***** Data provided *****
//! Load balancer emulation tests: plain HTTP through the adapter.

use alb_bridge::adapter::Adapter;
use alb_bridge::http::ResponseRecorder;
use alb_bridge::runtime::EchoHandler;
use bytes::Bytes;
use http::header::{HeaderValue, CONTENT_TYPE, SET_COOKIE};
use http::{Request, StatusCode};
use serde_json::Value;

mod common;

#[tokio::test]
async fn test_echo_through_emulation() {
    let runtime = common::start_runtime(Adapter::wrap(EchoHandler)).await;

    let res = common::client()
        .get(runtime.url("/hello?name=a%20b"))
        .header("X-Custom", "yes")
        .send()
        .await
        .expect("Runtime unreachable");

    assert_eq!(res.status(), 200);
    assert_eq!(res.headers()[CONTENT_TYPE.as_str()], "application/json");
    let echo: Value = res.json().await.unwrap();
    assert_eq!(echo["method"], "GET");
    assert_eq!(echo["url"], format!("http://{}/hello?name=a+b", runtime.addr));
    assert_eq!(echo["headers"]["x-custom"][0], "yes");
    assert_eq!(echo["headers"]["x-forwarded-proto"][0], "http");
}

#[tokio::test]
async fn test_binary_body_survives_both_directions() {
    let adapter = Adapter::wrap(|request: Request<Bytes>, recorder: &mut ResponseRecorder| {
        recorder.write(request.body());
    });
    let runtime = common::start_runtime(adapter).await;

    let payload: Vec<u8> = (0..=255u8).rev().collect();
    let res = common::client()
        .post(runtime.url("/upload"))
        .body(payload.clone())
        .send()
        .await
        .unwrap();

    assert_eq!(res.status(), 200);
    assert_eq!(res.headers()[CONTENT_TYPE.as_str()], "application/octet-stream");
    assert_eq!(res.bytes().await.unwrap().to_vec(), payload);
}

#[tokio::test]
async fn test_multi_mode_repeated_response_headers() {
    let adapter = Adapter::wrap(|_: Request<Bytes>, recorder: &mut ResponseRecorder| {
        recorder.set_status(StatusCode::CREATED);
        recorder.headers_mut().append(SET_COOKIE, HeaderValue::from_static("a=1"));
        recorder.headers_mut().append(SET_COOKIE, HeaderValue::from_static("b=2"));
    })
    .multi_value_headers(true);
    let runtime = common::start_runtime(adapter).await;

    let res = common::client().put(runtime.url("/session")).send().await.unwrap();

    assert_eq!(res.status(), 201);
    let cookies: Vec<_> = res
        .headers()
        .get_all(SET_COOKIE.as_str())
        .iter()
        .map(|v| v.to_str().unwrap().to_string())
        .collect();
    assert_eq!(cookies, vec!["a=1", "b=2"]);
}

#[tokio::test]
async fn test_single_mode_collapses_repeated_response_headers() {
    let adapter = Adapter::wrap(|_: Request<Bytes>, recorder: &mut ResponseRecorder| {
        recorder.headers_mut().append(SET_COOKIE, HeaderValue::from_static("a=1"));
        recorder.headers_mut().append(SET_COOKIE, HeaderValue::from_static("b=2"));
    });
    let runtime = common::start_runtime(adapter).await;

    let res = common::client().get(runtime.url("/session")).send().await.unwrap();

    let cookies: Vec<_> = res.headers().get_all(SET_COOKIE.as_str()).iter().collect();
    assert_eq!(cookies.len(), 1);
    assert_eq!(cookies[0], "a=1");
}
//! Load balancer invocation bridge.
//!
//! Runs ordinary synchronous HTTP handlers behind a load balancer's
//! serverless invocation events.

pub mod adapter;
pub mod config;
pub mod event;
pub mod http;
pub mod observability;
pub mod runtime;

pub use crate::adapter::{handler_fn, Adapter, Handler};
pub use crate::config::schema::BridgeConfig;
pub use crate::event::{InboundEvent, OutboundEvent, ResponseHeaders};
pub use crate::http::{DecodeError, HeaderMode, ResponseRecorder};
pub use crate::runtime::InvokeServer;
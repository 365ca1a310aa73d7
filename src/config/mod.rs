//! Configuration management subsystem.
//!
//! # Data Flow
//! ```text
//! config file (TOML)
//!     → loader.rs (parse & deserialize)
//!     → validation.rs (semantic checks)
//!     → BridgeConfig (validated, immutable)
//!     → AdapterConfig fixes the header mode for the adapter's lifetime
//! ```
//!
//! # Design Decisions
//! - Config is immutable once loaded; changes require a restart
//! - All fields have defaults to allow minimal configs
//! - Validation separates syntactic (serde) from semantic checks

pub mod loader;
pub mod schema;
pub mod validation;

pub use loader::{load_config, ConfigError};
pub use schema::{AdapterConfig, BridgeConfig, LogFormat, ObservabilityConfig, RuntimeConfig};
pub use validation::{validate_config, ValidationError};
*****
# What you have to do
Your task is to repeat every entry exactly.

# Task solution
//! Load balancer emulation tests: plain HTTP through the adapter.

use alb_bridge::adapter::Adapter;
use alb_bridge::http::ResponseRecorder;
use alb_bridge::runtime::EchoHandler;
use bytes::Bytes;
use http::header::{HeaderValue, CONTENT_TYPE, SET_COOKIE};
use http::{Request, StatusCode};
use serde_json::Value;

mod common;

#[tokio::test]
async fn test_echo_through_emulation() {
    let runtime = common::start_runtime(Adapter::wrap(EchoHandler)).await;

    let res = common::client()
        .get(runtime.url("/hello?name=a%20b"))
        .header("X-Custom", "yes")
        .send()
        .await
        .expect("Runtime unreachable");

    assert_eq!(res.status(), 200);
    assert_eq!(res.headers()[CONTENT_TYPE.as_str()], "application/json");
    let echo: Value = res.json().await.unwrap();
    assert_eq!(echo["method"], "GET");
    assert_eq!(echo["url"], format!("http://{}/hello?name=a+b", runtime.addr));
    assert_eq!(echo["headers"]["x-custom"][0], "yes");
    assert_eq!(echo["headers"]["x-forwarded-proto"][0], "http");
}

#[tokio::test]
async fn test_binary_body_survives_both_directions() {
    let adapter = Adapter::wrap(|request: Request<Bytes>, recorder: &mut ResponseRecorder| {
        recorder.write(request.body());
    });
    let runtime = common::start_runtime(adapter).await;

    let payload: Vec<u8> = (0..=255u8).rev().collect();
    let res = common::client()
        .post(runtime.url("/upload"))
        .body(payload.clone())
        .send()
        .await
        .unwrap();

    assert_eq!(res.status(), 200);
    assert_eq!(res.headers()[CONTENT_TYPE.as_str()], "application/octet-stream");
    assert_eq!(res.bytes().await.unwrap().to_vec(), payload);
}

#[tokio::test]
async fn test_multi_mode_repeated_response_headers() {
    let adapter = Adapter::wrap(|_: Request<Bytes>, recorder: &mut ResponseRecorder| {
        recorder.set_status(StatusCode::CREATED);
        recorder.headers_mut().append(SET_COOKIE, HeaderValue::from_static("a=1"));
        recorder.headers_mut().append(SET_COOKIE, HeaderValue::from_static("b=2"));
    })
    .multi_value_headers(true);
    let runtime = common::start_runtime(adapter).await;

    let res = common::client().put(runtime.url("/session")).send().await.unwrap();

    assert_eq!(res.status(), 201);
    let cookies: Vec<_> = res
        .headers()
        .get_all(SET_COOKIE.as_str())
        .iter()
        .map(|v| v.to_str().unwrap().to_string())
        .collect();
    assert_eq!(cookies, vec!["a=1", "b=2"]);
}

#[tokio::test]
async fn test_single_mode_collapses_repeated_response_headers() {
    let adapter = Adapter::wrap(|_: Request<Bytes>, recorder: &mut ResponseRecorder| {
        recorder.headers_mut().append(SET_COOKIE, HeaderValue::from_static("a=1"));
        recorder.headers_mut().append(SET_COOKIE, HeaderValue::from_static("b=2"));
    });
    let runtime = common::start_runtime(adapter).await;

    let res = common::client().get(runtime.url("/session")).send().await.unwrap();

    let cookies: Vec<_> = res.headers().get_all(SET_COOKIE.as_str()).iter().collect();
    assert_eq!(cookies.len(), 1);
    assert_eq!(cookies[0], "a=1");
}
//! Load balancer invocation bridge.
//!
//! Runs ordinary synchronous HTTP handlers behind a load balancer's
//! serverless invocation events.

pub mod adapter;
pub mod config;
pub mod event;
pub mod http;
pub mod observability;
pub mod runtime;

pub use crate::adapter::{handler_fn, Adapter, Handler};
pub use crate::config::schema::BridgeConfig;
pub use crate::event::{InboundEvent, OutboundEvent, ResponseHeaders};
pub use crate::http::{DecodeError, HeaderMode, ResponseRecorder};
pub use crate::runtime::InvokeServer;
repository 365ca1a310aa73d7
filename src/config/mod.rs
//! Configuration management subsystem.
//!
//! # Data Flow
//! ```text
//! config file (TOML)
//!     → loader.rs (parse & deserialize)
//!     → validation.rs (semantic checks)
//!     → BridgeConfig (validated, immutable)
//!     → AdapterConfig fixes the header mode for the adapter's lifetime
//! ```
//!
//! # Design Decisions
//! - Config is immutable once loaded; changes require a restart
//! - All fields have defaults to allow minimal configs
//! - Validation separates syntactic (serde) from semantic checks

pub mod loader;
pub mod schema;
pub mod validation;

pub use loader::{load_config, ConfigError};
pub use schema::{AdapterConfig, BridgeConfig, LogFormat, ObservabilityConfig, RuntimeConfig};
pub use validation::{validate_config, ValidationError};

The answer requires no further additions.